In varied degrees, all admit that US influence in Latin America is on the wane, losing dominance in its backyard. Media have highlighted the fact that, because the United States has been focusing all its attention on anti-terrorism, it has not invested enough in Latin America. It has simply ignored it.

So Bush has designated this year as the year of fulfilling the US promise to Latin America.

Bush already announced that the United States would spend tens of millions of dollars to improve education, housing and healthcare across the region, in order to renew close relationships with Latin American countries, repair the fence in its backyard, and compete for influence in the area with anti-American leftists represented by Venezuelan President Hugo Chavez.

The US media have been on target.

Ever since President James Monroe announced the Monroe Doctrine in 1823, which declared that Latin America was off limits to any other world power, it has remained a reliable backyard of the United States. Especially since the end of World War II, the United States has had a say in all major Latin American affairs, extending to orchestrating wars or regime changes against countries that opposed it.

However, since the 1990s, it seems that the US policy has not been achieving the desired effect.

In 2003, members of the Organization of American States (OAS) unanimously condemned the failed coup in Venezuela, in line with its Inter-American Democratic Charter.

Later, the OAS members vetoed the US-backed candidate for the new OAS secretary-general. The American Free-Trade Zone, for which the White House started to push in 2001, seems to be in tatters as the Southern Common Market has evolved, linking four South American countries with a population of 190 million.

Last year, elections took place in 10 countries in Latin America, of which seven elected presidents were seen as either anti-American or not worthy of American attention. Against the wishes of the United States, Latin American countries also joined a conference with heads of states from Arab countries last year.

As longtime leader of the Americas, the United States can no longer sit still.

Bush has ventured south against all odds. The huge amount of promised assistance from the US may not be able to pay to open all channels and mend the fence. The US has to dig deeper into the roots of its disfavor with the Latin American countries and work harder at its strategic orientation.

Even without opening old wounds, the 1980s alone was the lost decade for Latin America.
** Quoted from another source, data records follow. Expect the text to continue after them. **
//! The connection engine.
//!
//! [`IrcClient`] owns one server session end to end: the registration
//! handshake, the reader and sender loops, the channel registry, the
//! handler list, and the outbound queue. The client is a cheap cloneable
//! handle; clones share all state, so it can be handed to handlers and
//! background tasks freely.

use std::collections::HashMap;
use std::net::IpAddr;
use std::sync::atomic::{AtomicBool, AtomicU64, Ordering};
use std::sync::{Arc, Mutex as StdMutex};
use std::time::Duration;

use bytes::BytesMut;
use futures_util::StreamExt;
use tokio::io::{AsyncRead, AsyncWrite, AsyncWriteExt, ReadHalf, WriteHalf};
use tokio::net::{TcpListener, TcpStream};
use tokio::sync::Mutex as AsyncMutex;
use tokio::task::JoinHandle;
use tokio::time::timeout;
use tokio_util::codec::{Encoder, FramedRead};
use tracing::{debug, error, info, warn};

use crate::channels::{ChannelRegistry, ChannelUser};
use crate::ctcp::Ctcp;
use crate::dcc::{DccChatSession, DccFileTransfer, DccManager};
use crate::error::ClientError;
use crate::event::Event;
use crate::handler::{DefaultHandler, EventHandler};
use crate::line::{LineCodec, MAX_LINE_LENGTH};
use crate::queue::OutboundQueue;
use crate::source::Source;
use crate::tls::upgrade_to_tls;
use crate::util::ip_to_long;

/// Characters that mark a message target as a channel.
pub(crate) const CHANNEL_PREFIXES: &str = "#&+!";

/// How long the reader waits on a silent socket before probing the link
/// with a PING.
const READ_IDLE_TIMEOUT: Duration = Duration::from_secs(5 * 60);

/// Everything needed to reach one IRC server.
///
/// Cloned on `connect`; later mutation of the original has no effect on a
/// live session.
#[derive(Clone, Debug)]
pub struct ConnectionSettings {
    /// Server hostname.
    pub server: String,
    /// Server port.
    pub port: u16,
    /// Connection password, sent as `PASS` when present and non-empty.
    pub password: Option<String>,
    /// Whether to wrap the connection in TLS.
    pub use_tls: bool,
    /// Whether to verify the server certificate when TLS is on.
    pub verify_tls: bool,
}

impl ConnectionSettings {
    /// Settings for a plaintext connection to the default port.
    pub fn new(server: impl Into<String>) -> Self {
        Self {
            server: server.into(),
            port: 6667,
            password: None,
            use_tls: false,
            verify_tls: true,
        }
    }
}
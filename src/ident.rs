//! One-shot ident responder (RFC 1413).
//!
//! IRC servers commonly query port 113 on a connecting host to learn the
//! user's login. This responder answers exactly one query with the
//! configured username, then shuts down; it also shuts down after 60
//! seconds without a query.

use std::time::Duration;

use tokio::io::{AsyncBufReadExt, AsyncWriteExt, BufReader};
use tokio::net::TcpListener;
use tokio::time::timeout;
use tracing::{debug, info};

use crate::error::ClientError;

const IDENT_PORT: u16 = 113;
const IDENT_LINGER: Duration = Duration::from_secs(60);

/// Bind the ident port and serve a single query in the background.
///
/// Returns once the listener is bound; the reply itself happens
/// asynchronously. Start this before connecting so the server's query
/// finds the responder running.
///
/// # Errors
///
/// Propagates the bind failure (port taken, or unprivileged on systems
/// that restrict low ports).
pub(crate) async fn start(username: String) -> Result<(), ClientError> {
    let listener = TcpListener::bind(("0.0.0.0", IDENT_PORT)).await?;
    info!(port = IDENT_PORT, "ident server started");

    tokio::spawn(async move {
        match timeout(IDENT_LINGER, listener.accept()).await {
            Ok(Ok((stream, peer))) => {
                debug!(%peer, "ident query accepted");
                if let Err(err) = answer_query(stream, &username).await {
                    debug!(%err, "ident query failed");
                }
            }
            Ok(Err(err)) => debug!(%err, "ident accept failed"),
            Err(_) => debug!("ident server timed out without a query"),
        }
        info!("ident server stopped");
    });

    Ok(())
}

async fn answer_query(stream: tokio::net::TcpStream, username: &str) -> std::io::Result<()> {
    let (read_half, mut write_half) = stream.into_split();
    let mut reader = BufReader::new(read_half);

    let mut line = String::new();
    reader.read_line(&mut line).await?;
    let query = line.trim();

    // Query form: `<clientPort> , <serverPort>`.
    let mut ports = query.split(',').map(str::trim);
    if let (Some(client_port), Some(server_port)) = (ports.next(), ports.next()) {
        let reply = format!(
            "{}, {} : USERID : UNIX : {}\r\n",
            client_port, server_port, username
        );
        write_half.write_all(reply.as_bytes()).await?;
        write_half.flush().await?;
        debug!(query, "ident query answered");
    } else {
        debug!(query, "malformed ident query ignored");
    }
    Ok(())
}
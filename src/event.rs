//! Tagged event values delivered to handlers.
//!
//! Every decoded server line becomes one or more [`Event`] values. Each
//! event belongs to one or more [`Category`]s; handlers advertise the
//! capability set they want (see [`Capability`]) and the dispatcher
//! delivers each event to every handler whose set covers it, in
//! registration order.

use crate::channels::ChannelUser;
use crate::dcc::{DccChat, DccFileTransfer};
use crate::source::Source;

/// Broad event families used for capability matching.
#[derive(Clone, Copy, Debug, PartialEq, Eq)]
pub enum Category {
    /// Protocol plumbing: server pings, numeric responses, CTCP queries.
    ServerComm,
    /// Conversation traffic: messages, notices, actions, DCC invitations.
    Chat,
    /// Channel and connection state: joins, parts, modes, topics.
    Administrative,
}

/// What a handler wants to receive.
#[derive(Clone, Copy, Debug, PartialEq, Eq)]
pub enum Capability {
    /// Events in [`Category::ServerComm`].
    ServerComm,
    /// Events in [`Category::Chat`].
    Chat,
    /// Events in [`Category::Administrative`].
    Administrative,
    /// Everything.
    Full,
}

/// An event produced by the dispatcher.
#[derive(Clone, Debug, PartialEq)]
#[non_exhaustive]
pub enum Event {
    /// Registration with the server completed.
    Connect,
    /// The connection ended (not emitted after `dispose`).
    Disconnect,
    /// The server sent `PING`; carries everything after `PING `.
    ServerPing { response: String },
    /// A numeric reply; `response` is the raw remainder of the line.
    ServerResponse { code: u32, response: String },
    /// PRIVMSG to a channel.
    Message {
        channel: String,
        source: Source,
        text: String,
    },
    /// PRIVMSG addressed to us.
    PrivateMessage { source: Source, text: String },
    /// CTCP ACTION (`/me`).
    Action {
        source: Source,
        target: String,
        text: String,
    },
    /// NOTICE to a channel or to us.
    Notice {
        source: Source,
        target: String,
        text: String,
    },
    /// CTCP VERSION query.
    Version { source: Source, target: String },
    /// CTCP PING query; `value` is the peer's token to echo.
    Ping {
        source: Source,
        target: String,
        value: String,
    },
    /// CTCP TIME query.
    Time { source: Source, target: String },
    /// CTCP FINGER query.
    Finger { source: Source, target: String },
    /// A user (possibly us) joined a channel.
    Join { channel: String, source: Source },
    /// A user (possibly us) left a channel.
    Part { channel: String, source: Source },
    /// A user changed nick; registry and own-nick updates have already
    /// been applied when this is delivered.
    NickChange { source: Source, new_nick: String },
    /// A user quit the network.
    Quit { source: Source, reason: String },
    /// A user was kicked from a channel.
    Kick {
        channel: String,
        source: Source,
        recipient: String,
        reason: String,
    },
    /// Channel topic, either freshly changed (`changed == true`, `date` is
    /// now) or replayed on join (`changed == false`, `date` from the
    /// server, in epoch milliseconds).
    Topic {
        channel: String,
        topic: String,
        set_by: String,
        date: i64,
        changed: bool,
    },
    /// One row of a LIST reply.
    ChannelInfo {
        channel: String,
        user_count: u32,
        topic: String,
    },
    /// Complete user list for a channel (end of NAMES).
    UserList {
        channel: String,
        users: Vec<ChannelUser>,
    },
    /// We were invited to a channel.
    Invite {
        target: String,
        source: Source,
        channel: String,
    },
    /// Aggregate channel mode change, raw mode string included. The
    /// granular events below precede this one.
    Mode {
        channel: String,
        source: Source,
        mode: String,
    },
    /// Mode change targeting a user rather than a channel; not parsed
    /// further.
    UserMode {
        nick: String,
        source: Source,
        mode: String,
    },

    /// `+o` granted.
    Op {
        channel: String,
        source: Source,
        recipient: String,
    },
    /// `-o` applied.
    Deop {
        channel: String,
        source: Source,
        recipient: String,
    },
    /// `+v` granted.
    Voice {
        channel: String,
        source: Source,
        recipient: String,
    },
    /// `-v` applied.
    DeVoice {
        channel: String,
        source: Source,
        recipient: String,
    },
    /// `+k` set.
    SetChannelKey {
        channel: String,
        source: Source,
        key: String,
    },
    /// `-k` removed.
    RemoveChannelKey {
        channel: String,
        source: Source,
        key: String,
    },
    /// `+l` set.
    SetChannelLimit {
        channel: String,
        source: Source,
        limit: u32,
    },
    /// `-l` removed.
    RemoveChannelLimit { channel: String, source: Source },
    /// `+b` set.
    SetChannelBan {
        channel: String,
        source: Source,
        hostmask: String,
    },
    /// `-b` removed.
    RemoveChannelBan {
        channel: String,
        source: Source,
        hostmask: String,
    },
    /// `+t` set.
    SetTopicProtection { channel: String, source: Source },
    /// `-t` removed.
    RemoveTopicProtection { channel: String, source: Source },
    /// `+n` set.
    SetNoExternalMessages { channel: String, source: Source },
    /// `-n` removed.
    RemoveNoExternalMessages { channel: String, source: Source },
    /// `+i` set.
    SetInviteOnly { channel: String, source: Source },
    /// `-i` removed.
    RemoveInviteOnly { channel: String, source: Source },
    /// `+m` set.
    SetModerated { channel: String, source: Source },
    /// `-m` removed.
    RemoveModerated { channel: String, source: Source },
    /// `+p` set.
    SetPrivate { channel: String, source: Source },
    /// `-p` removed.
    RemovePrivate { channel: String, source: Source },
    /// `+s` set.
    SetSecret { channel: String, source: Source },
    /// `-s` removed.
    RemoveSecret { channel: String, source: Source },

    /// A peer offered us a file over DCC.
    IncomingFileTransfer { transfer: DccFileTransfer },
    /// A peer invited us to a DCC chat.
    IncomingChatRequest { chat: DccChat },
    /// A line no routing rule matched.
    Unknown { line: String },
}

impl Event {
    /// The categories this event belongs to.
    pub fn categories(&self) -> &'static [Category] {
        use Category::*;
        match self {
            Event::ServerPing { .. }
            | Event::ServerResponse { .. }
            | Event::Version { .. }
            | Event::Ping { .. }
            | Event::Time { .. }
            | Event::Finger { .. } => &[ServerComm],

            Event::Message { .. }
            | Event::PrivateMessage { .. }
            | Event::Action { .. }
            | Event::Notice { .. }
            | Event::IncomingFileTransfer { .. }
            | Event::IncomingChatRequest { .. } => &[Chat],

            Event::UserList { .. } => &[Chat, Administrative],

            Event::Unknown { .. } => &[ServerComm, Chat, Administrative],

            _ => &[Administrative],
        }
    }

    /// Whether a handler advertising `capabilities` should receive this
    /// event.
    pub fn matches(&self, capabilities: &[Capability]) -> bool {
        capabilities.iter().any(|cap| match cap {
            Capability::Full => true,
            Capability::ServerComm => self.categories().contains(&Category::ServerComm),
            Capability::Chat => self.categories().contains(&Category::Chat),
            Capability::Administrative => {
                self.categories().contains(&Category::Administrative)
            }
        })
    }
}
In 1990, the US worked out the Washington Consensus, which on the surface was attempting to help Latin American countries to regain what they'd lost in the previous 10 years.

However in actuality, the 10 reform measures from the Washington Consensus ignored the interests and realities of those countries while demanding that they open all their manufacturing and capital markets, loosen their control over foreign currencies, and achieve an absolute market economy.
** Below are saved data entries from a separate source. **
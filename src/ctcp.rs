//! CTCP (Client-to-Client Protocol) message handling.
//!
//! CTCP payloads ride inside PRIVMSG and NOTICE trailing parameters,
//! wrapped in the `\x01` delimiter character.
//!
//! # Reference
//! - CTCP specification: <https://modern.ircdocs.horse/ctcp.html>

use std::fmt;

/// The CTCP delimiter character (`\x01`).
pub const CTCP_DELIM: char = '\x01';

/// CTCP verbs the dispatcher recognizes.
///
/// Verb matching is exact (no case folding); an unconventionally cased
/// request falls through as [`CtcpKind::Unknown`] and surfaces as an
/// unknown-line event.
#[derive(Clone, Debug, PartialEq, Eq, Hash)]
#[non_exhaustive]
pub enum CtcpKind {
    /// ACTION - describes an action performed by the user (`/me`).
    Action,
    /// VERSION - requests client version information.
    Version,
    /// PING - measures round-trip latency.
    Ping,
    /// TIME - requests local time from the client.
    Time,
    /// FINGER - requests user information (legacy).
    Finger,
    /// DCC - Direct Client-to-Client negotiation.
    Dcc,
    /// Unrecognized verb.
    Unknown(String),
}

impl CtcpKind {
    /// Classify a CTCP verb token.
    pub fn parse(name: &str) -> Self {
        match name {
            "ACTION" => Self::Action,
            "VERSION" => Self::Version,
            "PING" => Self::Ping,
            "TIME" => Self::Time,
            "FINGER" => Self::Finger,
            "DCC" => Self::Dcc,
            _ => Self::Unknown(name.to_owned()),
        }
    }

    /// The canonical name of this verb.
    pub fn as_str(&self) -> &str {
        match self {
            Self::Action => "ACTION",
            Self::Version => "VERSION",
            Self::Ping => "PING",
            Self::Time => "TIME",
            Self::Finger => "FINGER",
            Self::Dcc => "DCC",
            Self::Unknown(s) => s,
        }
    }
}

impl fmt::Display for CtcpKind {
    fn fmt(&self, f: &mut fmt::Formatter<'_>) -> fmt::Result {
        f.write_str(self.as_str())
    }
}

/// A parsed CTCP request.
#[derive(Clone, Debug, PartialEq, Eq)]
pub struct Ctcp<'a> {
    /// The verb.
    pub kind: CtcpKind,
    /// Everything after the verb, if present.
    pub params: Option<&'a str>,
}

impl<'a> Ctcp<'a> {
    /// Parse a CTCP request from a PRIVMSG/NOTICE body.
    ///
    /// Returns `None` if the body is not delimiter-wrapped or is empty.
    pub fn parse(text: &'a str) -> Option<Self> {
        let text = text.strip_prefix(CTCP_DELIM)?;
        let text = text.strip_suffix(CTCP_DELIM).unwrap_or(text);

        if text.is_empty() {
            return None;
        }

        let (verb, params) = match text.find(' ') {
            Some(pos) => {
                let rest = &text[pos + 1..];
                (&text[..pos], if rest.is_empty() { None } else { Some(rest) })
            }
            None => (text, None),
        };

        Some(Self {
            kind: CtcpKind::parse(verb),
            params,
        })
    }

    /// Whether a message body is delimiter-wrapped.
    #[inline]
    pub fn is_ctcp(text: &str) -> bool {
        text.starts_with(CTCP_DELIM) && text.ends_with(CTCP_DELIM) && text.len() > 1
    }

    /// Format a raw CTCP command body, delimiter-wrapped, ready to embed
    /// in a PRIVMSG or NOTICE trailing parameter.
    pub fn wrap(command: &str) -> String {
        format!("{}{}{}", CTCP_DELIM, command, CTCP_DELIM)
    }
}

impl fmt::Display for Ctcp<'_> {
    fn fmt(&self, f: &mut fmt::Formatter<'_>) -> fmt::Result {
        write!(f, "{}{}", CTCP_DELIM, self.kind)?;
        if let Some(params) = self.params {
            write!(f, " {}", params)?;
        }
        write!(f, "{}", CTCP_DELIM)
    }
}

#[cfg(test)]
mod tests {
    use super::*;

    #[test]
    fn test_parse_action() {
        let ctcp = Ctcp::parse("\x01ACTION waves hello\x01").unwrap();
        assert_eq!(ctcp.kind, CtcpKind::Action);
        assert_eq!(ctcp.params, Some("waves hello"));
    }

    #[test]
    fn test_parse_version() {
        let ctcp = Ctcp::parse("\x01VERSION\x01").unwrap();
        assert_eq!(ctcp.kind, CtcpKind::Version);
        assert_eq!(ctcp.params, None);
    }

    #[test]
    fn test_parse_dcc() {
        let ctcp = Ctcp::parse("\x01DCC CHAT chat 2130706433 4000\x01").unwrap();
        assert_eq!(ctcp.kind, CtcpKind::Dcc);
        assert_eq!(ctcp.params, Some("CHAT chat 2130706433 4000"));
    }

    #[test]
    fn test_verb_matching_is_exact() {
        let ctcp = Ctcp::parse("\x01version\x01").unwrap();
        assert_eq!(ctcp.kind, CtcpKind::Unknown("version".to_owned()));
    }

    #[test]
    fn test_parse_missing_trailing_delim() {
        // Some clients omit the trailing delimiter
        let ctcp = Ctcp::parse("\x01ACTION waves").unwrap();
        assert_eq!(ctcp.kind, CtcpKind::Action);
        assert_eq!(ctcp.params, Some("waves"));
    }

    #[test]
    fn test_parse_not_ctcp() {
        assert!(Ctcp::parse("hello world").is_none());
        assert!(Ctcp::parse("").is_none());
        assert!(Ctcp::parse("\x01\x01").is_none());
    }

    #[test]
    fn test_wrap() {
        assert_eq!(Ctcp::wrap("VERSION Test-1"), "\x01VERSION Test-1\x01");
    }

    #[test]
    fn test_roundtrip() {
        let original = "\x01ACTION does something\x01";
        let parsed = Ctcp::parse(original).unwrap();
        assert_eq!(parsed.to_string(), original);
    }
}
These measures, interfering in the internal affairs of these countries, have done more harm than good for those countries.
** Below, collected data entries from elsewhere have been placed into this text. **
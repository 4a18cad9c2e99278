//! Client-side TLS setup.
//!
//! Verified connections trust the platform's native root store; the
//! verification bypass swaps in a permissive certificate verifier for
//! servers with self-signed certificates.

use std::sync::Arc;

use tokio::net::TcpStream;
use tokio_rustls::client::TlsStream;
use tokio_rustls::rustls::pki_types::ServerName;
use tokio_rustls::rustls::{ClientConfig, RootCertStore};
use tokio_rustls::TlsConnector;
use tracing::{debug, warn};

use crate::error::ClientError;

/// Upgrade a TCP stream to TLS.
pub(crate) async fn upgrade_to_tls(
    stream: TcpStream,
    hostname: &str,
    verify: bool,
) -> Result<TlsStream<TcpStream>, ClientError> {
    let config = if verify {
        let mut roots = RootCertStore::empty();
        let certs = rustls_native_certs::load_native_certs();
        for cert in certs.certs {
            if let Err(err) = roots.add(cert) {
                warn!(%err, "failed to add root certificate");
            }
        }
        for err in &certs.errors {
            warn!(%err, "error loading native certificates");
        }
        ClientConfig::builder()
            .with_root_certificates(roots)
            .with_no_client_auth()
    } else {
        // Accepts any certificate; only for servers the operator already
        // trusts out of band.
        ClientConfig::builder()
            .dangerous()
            .with_custom_certificate_verifier(Arc::new(NoVerification))
            .with_no_client_auth()
    };

    let connector = TlsConnector::from(Arc::new(config));
    let server_name = ServerName::try_from(hostname.to_owned())
        .map_err(|_| ClientError::InvalidArgument(format!("invalid TLS server name: {}", hostname)))?;

    let tls = connector.connect(server_name, stream).await?;
    debug!(hostname, verify, "TLS handshake completed");
    Ok(tls)
}

#[derive(Debug)]
struct NoVerification;

impl tokio_rustls::rustls::client::danger::ServerCertVerifier for NoVerification {
    fn verify_server_cert(
        &self,
        _end_entity: &tokio_rustls::rustls::pki_types::CertificateDer<'_>,
        _intermediates: &[tokio_rustls::rustls::pki_types::CertificateDer<'_>],
        _server_name: &ServerName<'_>,
        _ocsp_response: &[u8],
        _now: tokio_rustls::rustls::pki_types::UnixTime,
    ) -> Result<
        tokio_rustls::rustls::client::danger::ServerCertVerified,
        tokio_rustls::rustls::Error,
    > {
        Ok(tokio_rustls::rustls::client::danger::ServerCertVerified::assertion())
    }

    fn verify_tls12_signature(
        &self,
        _message: &[u8],
        _cert: &tokio_rustls::rustls::pki_types::CertificateDer<'_>,
        _dss: &tokio_rustls::rustls::DigitallySignedStruct,
    ) -> Result<
        tokio_rustls::rustls::client::danger::HandshakeSignatureValid,
        tokio_rustls::rustls::Error,
    > {
        Ok(tokio_rustls::rustls::client::danger::HandshakeSignatureValid::assertion())
    }

    fn verify_tls13_signature(
        &self,
        _message: &[u8],
        _cert: &tokio_rustls::rustls::pki_types::CertificateDer<'_>,
        _dss: &tokio_rustls::rustls::DigitallySignedStruct,
    ) -> Result<
        tokio_rustls::rustls::client::danger::HandshakeSignatureValid,
        tokio_rustls::rustls::Error,
    > {
        Ok(tokio_rustls::rustls::client::danger::HandshakeSignatureValid::assertion())
    }

    fn supported_verify_schemes(&self) -> Vec<tokio_rustls::rustls::SignatureScheme> {
        vec![
            tokio_rustls::rustls::SignatureScheme::RSA_PKCS1_SHA256,
            tokio_rustls::rustls::SignatureScheme::RSA_PKCS1_SHA384,
            tokio_rustls::rustls::SignatureScheme::RSA_PKCS1_SHA512,
            tokio_rustls::rustls::SignatureScheme::ECDSA_NISTP256_SHA256,
            tokio_rustls::rustls::SignatureScheme::ECDSA_NISTP384_SHA384,
            tokio_rustls::rustls::SignatureScheme::ECDSA_NISTP521_SHA512,
            tokio_rustls::rustls::SignatureScheme::RSA_PSS_SHA256,
            tokio_rustls::rustls::SignatureScheme::RSA_PSS_SHA384,
            tokio_rustls::rustls::SignatureScheme::RSA_PSS_SHA512,
            tokio_rustls::rustls::SignatureScheme::ED25519,
        ]
    }
}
Local Mexican media pointed out that the Washington Consensus does not hide its intention of forcing the Americas onto the US track, but not a single economic and political jacket the United States has made fits the region.

The Latin American countries have also learned painful lessons from the 1997 Asian financial crisis and the shock therapy in Russia.

As a result, these countries are in search of a growth formula better suited to their own circumstances. They are demanding that new cooperative relationships be established on an equal footing with the United States.

Carrying with him plenty of offers on his visit to the five countries in Latin America, Bush will surely make some headway in improving US relations.

But the best way to basically reverse the deteriorating trend in the relations between the United States and the region in the words of local Mexican media is for the United States to recognize that it has neither the responsibility nor the duty to order the Latin American people around and tell them what to do.

Wang Yusheng is a senior diplomat and a Beijing-based researcher in international relations.